[Your objective]: Which lines of the entries below hold the word "CpuTicks"? Report each of them.

[Saved entries]:

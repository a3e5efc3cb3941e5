//! rates and percentages derived from pairs of cumulative samples.

use {
    crate::{
        probe::{MemoryInfo, NetCounters},
        stat::CpuTicks,
    },
    std::time::Duration,
};

/// memory in use, derived from a [`MemoryInfo`].
#[derive(Clone, Copy, Debug, Default, PartialEq)]
pub struct MemoryUsage {
    /// kilobytes in use.
    pub used: u64,
    /// kilobytes in total.
    pub total: u64,
    pub percent: f64,
}

/// receive and transmit throughput, in megabits per second.
#[derive(Clone, Copy, Debug, Default, PartialEq)]
pub struct Throughput {
    pub rx_mbps: f64,
    pub tx_mbps: f64,
}

/// returns the percentage of cpu time spent active between two samples.
///
/// yields zero when no ticks elapsed.
pub fn cpu_percent(previous: CpuTicks, current: CpuTicks) -> f64 {
    let active = current.active - previous.active;
    let total = current.total - previous.total;

    if total.get() == 0 {
        return 0.0;
    }

    (100.0 * (active / total)).clamp(0.0, 100.0)
}

/// returns the power drawn between two energy counter readings, in watts.
///
/// yields `None` when either reading is unsupported, when the previous reading is zero, or when
/// the counter moved backwards (a wrap or reset).
pub fn power(previous: Option<u64>, current: Option<u64>, elapsed: Duration) -> Option<f64> {
    let (previous, current) = (previous?, current?);
    let seconds = elapsed.as_secs_f64();

    if previous == 0 || current < previous || seconds <= 0.0 {
        return None;
    }

    Some((current - previous) as f64 / 1_000_000.0 / seconds)
}

/// returns ram in use: everything that is not free, buffered, cached, or reclaimable.
pub fn ram(
    &MemoryInfo {
        total,
        free,
        buffers,
        cached,
        reclaimable,
        ..
    }: &MemoryInfo,
) -> MemoryUsage {
    let used = total
        .saturating_sub(free)
        .saturating_sub(buffers)
        .saturating_sub(cached)
        .saturating_sub(reclaimable);

    MemoryUsage {
        used,
        total,
        percent: percent_of(used, total),
    }
}

/// returns swap in use.
pub fn swap(
    &MemoryInfo {
        swap_total,
        swap_free,
        ..
    }: &MemoryInfo,
) -> MemoryUsage {
    let used = swap_total.saturating_sub(swap_free);

    MemoryUsage {
        used,
        total: swap_total,
        percent: percent_of(used, swap_total),
    }
}

/// returns network throughput between two samples of the same interface.
///
/// yields zero throughput if either sample is missing, or the primary interface changed.
pub fn throughput(
    previous: Option<&NetCounters>,
    current: Option<&NetCounters>,
    elapsed: Duration,
) -> Throughput {
    match (previous, current) {
        (Some(previous), Some(current)) if previous.interface == current.interface => Throughput {
            rx_mbps: mbps(previous.rx_bytes, current.rx_bytes, elapsed),
            tx_mbps: mbps(previous.tx_bytes, current.tx_bytes, elapsed),
        },
        _ => Throughput::default(),
    }
}

/// returns megabits per second transferred between two byte counters.
///
/// NB: a counter that moved backwards yields zero.
pub fn mbps(previous: u64, current: u64, elapsed: Duration) -> f64 {
    let seconds = elapsed.as_secs_f64();
    if seconds <= 0.0 {
        return 0.0;
    }

    current.saturating_sub(previous) as f64 * 8.0 / 1_000_000.0 / seconds
}

fn percent_of(part: u64, whole: u64) -> f64 {
    if whole == 0 {
        return 0.0;
    }

    part as f64 / whole as f64 * 100.0
}

#[cfg(test)]
mod tests {
    use {super::*, crate::stat::UserHz};

    const SECOND: Duration = Duration::from_secs(1);

    fn ticks(active: u64, total: u64) -> CpuTicks {
        CpuTicks {
            active: UserHz::new(active),
            total: UserHz::new(total),
        }
    }

    fn iface(name: &str, rx_bytes: u64, tx_bytes: u64) -> NetCounters {
        NetCounters {
            interface: name.to_owned(),
            rx_bytes,
            tx_bytes,
            ..NetCounters::default()
        }
    }

    #[test]
    fn fully_busy_cpu() {
        let percent = cpu_percent(ticks(1000, 2000), ticks(1500, 2500));
        assert_eq!(percent, 100.0);
    }

    #[test]
    fn half_busy_cpu() {
        let percent = cpu_percent(ticks(1000, 2000), ticks(1250, 2500));
        assert_eq!(percent, 50.0);
    }

    #[test]
    fn cpu_percent_grows_with_active_ticks() {
        let previous = ticks(0, 0);
        let percents = (0..=100)
            .map(|active| cpu_percent(previous, ticks(active, 100)))
            .collect::<Vec<_>>();

        assert!(percents.iter().all(|p| (0.0..=100.0).contains(p)));
        assert!(percents.windows(2).all(|w| w[0] <= w[1]));
    }

    #[test]
    fn no_elapsed_ticks() {
        assert_eq!(cpu_percent(ticks(10, 20), ticks(10, 20)), 0.0);
    }

    #[test]
    fn cpu_counters_moving_backwards() {
        assert_eq!(cpu_percent(ticks(10, 20), ticks(5, 10)), 0.0);
    }

    #[test]
    fn watts() {
        assert_eq!(power(Some(1_000_000), Some(51_000_000), SECOND), Some(50.0));
        assert_eq!(
            power(Some(1_000_000), Some(51_000_000), 2 * SECOND),
            Some(25.0)
        );
    }

    #[test]
    fn energy_counter_reset_is_unavailable() {
        assert_eq!(power(Some(500_000), Some(100), SECOND), None);
    }

    #[test]
    fn energy_unsupported_is_unavailable() {
        assert_eq!(power(None, Some(100), SECOND), None);
        assert_eq!(power(Some(100), None, SECOND), None);
        assert_eq!(power(Some(0), Some(100), SECOND), None);
        assert_eq!(power(Some(100), Some(200), Duration::ZERO), None);
    }

    #[test]
    fn ram_usage() {
        let info = MemoryInfo {
            total: 16_000_000,
            free: 8_000_000,
            buffers: 100_000,
            cached: 2_000_000,
            reclaimable: 50_000,
            ..MemoryInfo::default()
        };
        let usage = ram(&info);
        assert_eq!(usage.used, 5_850_000);
        assert!((usage.percent - 36.5625).abs() < 1e-9);
    }

    #[test]
    fn ram_unknown() {
        assert_eq!(ram(&MemoryInfo::default()), MemoryUsage::default());
    }

    #[test]
    fn swap_usage() {
        let info = MemoryInfo {
            swap_total: 4_000_000,
            swap_free: 3_000_000,
            ..MemoryInfo::default()
        };
        let usage = swap(&info);
        assert_eq!(usage.used, 1_000_000);
        assert_eq!(usage.percent, 25.0);
    }

    #[test]
    fn swap_disabled() {
        assert_eq!(swap(&MemoryInfo::default()).percent, 0.0);
    }

    #[test]
    fn network_throughput() {
        let (a, b) = (iface("eth0", 0, 0), iface("eth0", 1_250_000, 250_000));
        let Throughput { rx_mbps, tx_mbps } = throughput(Some(&a), Some(&b), SECOND);
        assert_eq!(rx_mbps, 10.0);
        assert_eq!(tx_mbps, 2.0);
    }

    #[test]
    fn network_interface_changed() {
        let (a, b) = (iface("eth0", 0, 0), iface("eth1", 1_250_000, 250_000));
        assert_eq!(throughput(Some(&a), Some(&b), SECOND), Throughput::default());
        assert_eq!(throughput(None, Some(&b), SECOND), Throughput::default());
    }

    #[test]
    fn network_counter_reset() {
        assert_eq!(mbps(1_000, 10, SECOND), 0.0);
        assert_eq!(mbps(0, 1_000, Duration::ZERO), 0.0);
    }
}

[Answer box]:
        stat::CpuTicks,
pub fn cpu_percent(previous: CpuTicks, current: CpuTicks) -> f64 {
    fn ticks(active: u64, total: u64) -> CpuTicks {
        CpuTicks {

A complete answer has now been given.